Task to carry out: From the data below, repeat exactly the lines from the line with "a 200 response" to the line with "and keep listening.", both included.

Records from a data source
⁂

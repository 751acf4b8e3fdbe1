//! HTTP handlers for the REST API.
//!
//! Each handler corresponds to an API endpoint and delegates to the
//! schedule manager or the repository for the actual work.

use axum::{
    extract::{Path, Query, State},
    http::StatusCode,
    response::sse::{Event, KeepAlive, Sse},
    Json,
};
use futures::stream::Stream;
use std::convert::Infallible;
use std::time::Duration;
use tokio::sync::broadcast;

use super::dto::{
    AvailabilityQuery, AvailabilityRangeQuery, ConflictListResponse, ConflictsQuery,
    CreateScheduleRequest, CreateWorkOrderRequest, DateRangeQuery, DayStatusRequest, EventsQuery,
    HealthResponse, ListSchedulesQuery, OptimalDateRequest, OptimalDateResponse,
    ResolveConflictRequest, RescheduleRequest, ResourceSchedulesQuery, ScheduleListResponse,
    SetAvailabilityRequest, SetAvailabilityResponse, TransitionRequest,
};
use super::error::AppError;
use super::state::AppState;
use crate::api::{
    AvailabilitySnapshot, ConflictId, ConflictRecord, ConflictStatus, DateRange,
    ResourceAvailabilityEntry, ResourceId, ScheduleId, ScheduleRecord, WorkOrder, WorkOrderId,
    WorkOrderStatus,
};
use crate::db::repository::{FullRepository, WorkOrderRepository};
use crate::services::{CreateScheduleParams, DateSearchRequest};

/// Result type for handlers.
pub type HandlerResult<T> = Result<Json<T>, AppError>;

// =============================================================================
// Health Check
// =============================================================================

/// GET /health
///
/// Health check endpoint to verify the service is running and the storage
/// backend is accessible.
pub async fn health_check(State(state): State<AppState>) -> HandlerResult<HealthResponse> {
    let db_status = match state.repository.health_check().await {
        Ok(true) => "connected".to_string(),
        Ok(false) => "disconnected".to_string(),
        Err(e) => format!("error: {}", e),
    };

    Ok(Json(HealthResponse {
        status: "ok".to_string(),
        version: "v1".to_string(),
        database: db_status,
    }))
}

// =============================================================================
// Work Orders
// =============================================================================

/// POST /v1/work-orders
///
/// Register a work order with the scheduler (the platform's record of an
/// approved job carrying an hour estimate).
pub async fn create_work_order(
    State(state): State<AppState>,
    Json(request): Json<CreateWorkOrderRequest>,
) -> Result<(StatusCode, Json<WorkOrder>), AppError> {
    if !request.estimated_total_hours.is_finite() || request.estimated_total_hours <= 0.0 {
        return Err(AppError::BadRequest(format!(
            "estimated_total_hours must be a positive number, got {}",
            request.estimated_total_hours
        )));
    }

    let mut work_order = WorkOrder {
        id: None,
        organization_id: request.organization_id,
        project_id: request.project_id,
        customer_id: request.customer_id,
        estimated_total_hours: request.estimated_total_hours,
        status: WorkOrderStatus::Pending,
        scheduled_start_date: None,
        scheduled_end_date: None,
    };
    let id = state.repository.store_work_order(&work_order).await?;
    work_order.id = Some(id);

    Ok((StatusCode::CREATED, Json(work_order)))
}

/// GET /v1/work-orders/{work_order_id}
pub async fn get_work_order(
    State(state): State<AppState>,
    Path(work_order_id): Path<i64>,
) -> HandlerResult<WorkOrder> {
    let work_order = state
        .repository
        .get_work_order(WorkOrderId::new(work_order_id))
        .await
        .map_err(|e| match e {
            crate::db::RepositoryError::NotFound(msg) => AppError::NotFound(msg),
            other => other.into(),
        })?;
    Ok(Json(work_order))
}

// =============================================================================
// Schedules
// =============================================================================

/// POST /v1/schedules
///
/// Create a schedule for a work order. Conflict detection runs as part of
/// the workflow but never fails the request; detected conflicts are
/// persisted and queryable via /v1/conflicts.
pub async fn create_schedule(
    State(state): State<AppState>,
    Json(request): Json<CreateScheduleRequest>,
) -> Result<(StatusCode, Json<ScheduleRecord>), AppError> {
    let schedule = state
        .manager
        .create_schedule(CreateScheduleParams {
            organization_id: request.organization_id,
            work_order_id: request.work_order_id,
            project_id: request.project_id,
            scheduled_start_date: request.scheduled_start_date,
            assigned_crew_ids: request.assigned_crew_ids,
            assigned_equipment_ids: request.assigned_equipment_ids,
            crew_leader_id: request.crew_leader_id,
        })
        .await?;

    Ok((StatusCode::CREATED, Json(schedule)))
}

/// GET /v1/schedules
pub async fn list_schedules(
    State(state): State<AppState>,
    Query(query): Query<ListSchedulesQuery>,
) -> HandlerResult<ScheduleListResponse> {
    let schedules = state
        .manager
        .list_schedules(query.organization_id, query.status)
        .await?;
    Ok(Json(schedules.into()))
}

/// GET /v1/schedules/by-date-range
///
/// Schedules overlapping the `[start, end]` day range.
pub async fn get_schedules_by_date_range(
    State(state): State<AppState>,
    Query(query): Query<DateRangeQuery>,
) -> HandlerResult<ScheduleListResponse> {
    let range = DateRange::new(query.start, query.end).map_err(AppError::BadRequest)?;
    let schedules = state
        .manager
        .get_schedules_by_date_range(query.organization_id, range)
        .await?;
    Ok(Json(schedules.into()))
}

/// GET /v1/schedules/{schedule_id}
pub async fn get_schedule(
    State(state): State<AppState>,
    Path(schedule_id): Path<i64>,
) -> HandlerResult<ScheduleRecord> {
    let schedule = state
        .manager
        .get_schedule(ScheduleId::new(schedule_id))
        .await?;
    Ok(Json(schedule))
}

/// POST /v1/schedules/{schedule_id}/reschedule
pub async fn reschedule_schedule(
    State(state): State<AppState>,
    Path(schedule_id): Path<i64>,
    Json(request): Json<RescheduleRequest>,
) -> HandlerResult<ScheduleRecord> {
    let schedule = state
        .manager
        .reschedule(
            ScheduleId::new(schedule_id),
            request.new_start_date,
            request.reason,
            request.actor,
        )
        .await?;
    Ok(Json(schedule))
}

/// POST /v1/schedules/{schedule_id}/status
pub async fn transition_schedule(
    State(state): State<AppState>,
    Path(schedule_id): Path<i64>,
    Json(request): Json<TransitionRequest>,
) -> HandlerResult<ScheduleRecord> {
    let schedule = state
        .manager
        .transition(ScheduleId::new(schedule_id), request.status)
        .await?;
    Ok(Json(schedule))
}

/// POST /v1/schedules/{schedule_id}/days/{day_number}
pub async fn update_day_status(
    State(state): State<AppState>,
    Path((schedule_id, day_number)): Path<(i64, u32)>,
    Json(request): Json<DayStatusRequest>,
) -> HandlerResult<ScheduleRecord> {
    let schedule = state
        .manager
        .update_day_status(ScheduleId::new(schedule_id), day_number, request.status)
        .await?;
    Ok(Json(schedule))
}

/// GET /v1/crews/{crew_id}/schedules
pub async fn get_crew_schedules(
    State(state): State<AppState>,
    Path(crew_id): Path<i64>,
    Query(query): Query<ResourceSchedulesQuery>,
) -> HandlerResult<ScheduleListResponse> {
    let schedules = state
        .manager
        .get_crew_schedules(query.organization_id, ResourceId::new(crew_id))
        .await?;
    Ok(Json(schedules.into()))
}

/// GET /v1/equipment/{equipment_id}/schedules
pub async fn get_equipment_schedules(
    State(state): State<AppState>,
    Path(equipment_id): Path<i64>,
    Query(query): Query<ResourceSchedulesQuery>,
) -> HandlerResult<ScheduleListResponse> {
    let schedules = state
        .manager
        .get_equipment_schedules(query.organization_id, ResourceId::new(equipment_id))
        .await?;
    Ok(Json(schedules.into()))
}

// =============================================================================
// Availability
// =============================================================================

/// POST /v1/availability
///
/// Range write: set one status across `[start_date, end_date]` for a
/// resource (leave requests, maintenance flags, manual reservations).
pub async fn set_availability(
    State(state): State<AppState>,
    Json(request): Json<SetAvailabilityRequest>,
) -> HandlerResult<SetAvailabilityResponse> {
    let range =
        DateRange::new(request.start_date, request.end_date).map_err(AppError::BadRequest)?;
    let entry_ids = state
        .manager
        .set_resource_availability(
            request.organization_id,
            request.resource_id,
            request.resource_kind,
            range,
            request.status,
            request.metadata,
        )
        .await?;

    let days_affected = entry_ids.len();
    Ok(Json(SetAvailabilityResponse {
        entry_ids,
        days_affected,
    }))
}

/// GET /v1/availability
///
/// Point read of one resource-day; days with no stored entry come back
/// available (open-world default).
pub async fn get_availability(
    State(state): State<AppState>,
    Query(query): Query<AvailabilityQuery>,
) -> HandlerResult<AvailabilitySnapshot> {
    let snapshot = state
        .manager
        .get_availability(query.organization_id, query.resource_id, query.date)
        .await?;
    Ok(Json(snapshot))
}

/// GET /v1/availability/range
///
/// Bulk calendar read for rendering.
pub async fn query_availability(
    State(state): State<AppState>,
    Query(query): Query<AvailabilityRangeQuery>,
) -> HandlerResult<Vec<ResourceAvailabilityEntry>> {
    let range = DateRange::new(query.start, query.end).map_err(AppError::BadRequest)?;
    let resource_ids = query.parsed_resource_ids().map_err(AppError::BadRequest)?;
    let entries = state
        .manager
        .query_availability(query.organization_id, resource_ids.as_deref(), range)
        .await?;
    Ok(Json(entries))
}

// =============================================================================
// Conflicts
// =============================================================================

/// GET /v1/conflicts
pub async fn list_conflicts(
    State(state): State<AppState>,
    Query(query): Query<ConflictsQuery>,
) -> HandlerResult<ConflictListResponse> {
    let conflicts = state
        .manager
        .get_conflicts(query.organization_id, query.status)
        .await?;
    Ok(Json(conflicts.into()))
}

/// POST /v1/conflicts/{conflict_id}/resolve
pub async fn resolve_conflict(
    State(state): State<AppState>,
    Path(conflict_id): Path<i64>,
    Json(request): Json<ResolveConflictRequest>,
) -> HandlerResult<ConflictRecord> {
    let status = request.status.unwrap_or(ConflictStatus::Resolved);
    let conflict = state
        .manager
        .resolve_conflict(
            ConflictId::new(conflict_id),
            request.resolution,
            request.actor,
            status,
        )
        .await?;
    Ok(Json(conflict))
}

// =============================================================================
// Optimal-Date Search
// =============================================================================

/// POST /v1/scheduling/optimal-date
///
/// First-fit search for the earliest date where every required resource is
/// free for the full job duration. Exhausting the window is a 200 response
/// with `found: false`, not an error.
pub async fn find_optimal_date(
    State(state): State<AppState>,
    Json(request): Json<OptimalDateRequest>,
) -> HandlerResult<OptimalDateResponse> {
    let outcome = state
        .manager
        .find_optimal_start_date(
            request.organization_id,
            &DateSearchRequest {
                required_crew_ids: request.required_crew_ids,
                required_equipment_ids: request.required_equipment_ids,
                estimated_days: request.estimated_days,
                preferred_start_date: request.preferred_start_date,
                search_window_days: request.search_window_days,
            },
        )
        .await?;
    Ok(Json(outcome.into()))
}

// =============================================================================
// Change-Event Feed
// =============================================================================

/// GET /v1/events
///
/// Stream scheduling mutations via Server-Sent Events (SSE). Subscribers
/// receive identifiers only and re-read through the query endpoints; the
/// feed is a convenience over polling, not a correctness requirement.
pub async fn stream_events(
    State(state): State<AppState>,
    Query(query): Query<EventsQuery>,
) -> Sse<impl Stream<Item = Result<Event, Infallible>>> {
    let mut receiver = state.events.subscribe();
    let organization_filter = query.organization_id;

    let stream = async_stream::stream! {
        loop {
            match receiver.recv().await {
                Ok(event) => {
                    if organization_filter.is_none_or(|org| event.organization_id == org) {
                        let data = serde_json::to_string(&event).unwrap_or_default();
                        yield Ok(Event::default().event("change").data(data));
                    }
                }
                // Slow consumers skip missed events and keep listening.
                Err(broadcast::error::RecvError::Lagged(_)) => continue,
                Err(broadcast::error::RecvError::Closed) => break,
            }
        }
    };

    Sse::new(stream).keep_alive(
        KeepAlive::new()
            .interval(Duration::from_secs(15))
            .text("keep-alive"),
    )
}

⁂

Response box:
/// free for the full job duration. Exhausting the window is a 200 response
/// with `found: false`, not an error.
pub async fn find_optimal_date(
    State(state): State<AppState>,
    Json(request): Json<OptimalDateRequest>,
) -> HandlerResult<OptimalDateResponse> {
    let outcome = state
        .manager
        .find_optimal_start_date(
            request.organization_id,
            &DateSearchRequest {
                required_crew_ids: request.required_crew_ids,
                required_equipment_ids: request.required_equipment_ids,
                estimated_days: request.estimated_days,
                preferred_start_date: request.preferred_start_date,
                search_window_days: request.search_window_days,
            },
        )
        .await?;
    Ok(Json(outcome.into()))
}

// =============================================================================
// Change-Event Feed
// =============================================================================

/// GET /v1/events
///
/// Stream scheduling mutations via Server-Sent Events (SSE). Subscribers
/// receive identifiers only and re-read through the query endpoints; the
/// feed is a convenience over polling, not a correctness requirement.
pub async fn stream_events(
    State(state): State<AppState>,
    Query(query): Query<EventsQuery>,
) -> Sse<impl Stream<Item = Result<Event, Infallible>>> {
    let mut receiver = state.events.subscribe();
    let organization_filter = query.organization_id;

    let stream = async_stream::stream! {
        loop {
            match receiver.recv().await {
                Ok(event) => {
                    if organization_filter.is_none_or(|org| event.organization_id == org) {
                        let data = serde_json::to_string(&event).unwrap_or_default();
                        yield Ok(Event::default().event("change").data(data));
                    }
                }
                // Slow consumers skip missed events and keep listening.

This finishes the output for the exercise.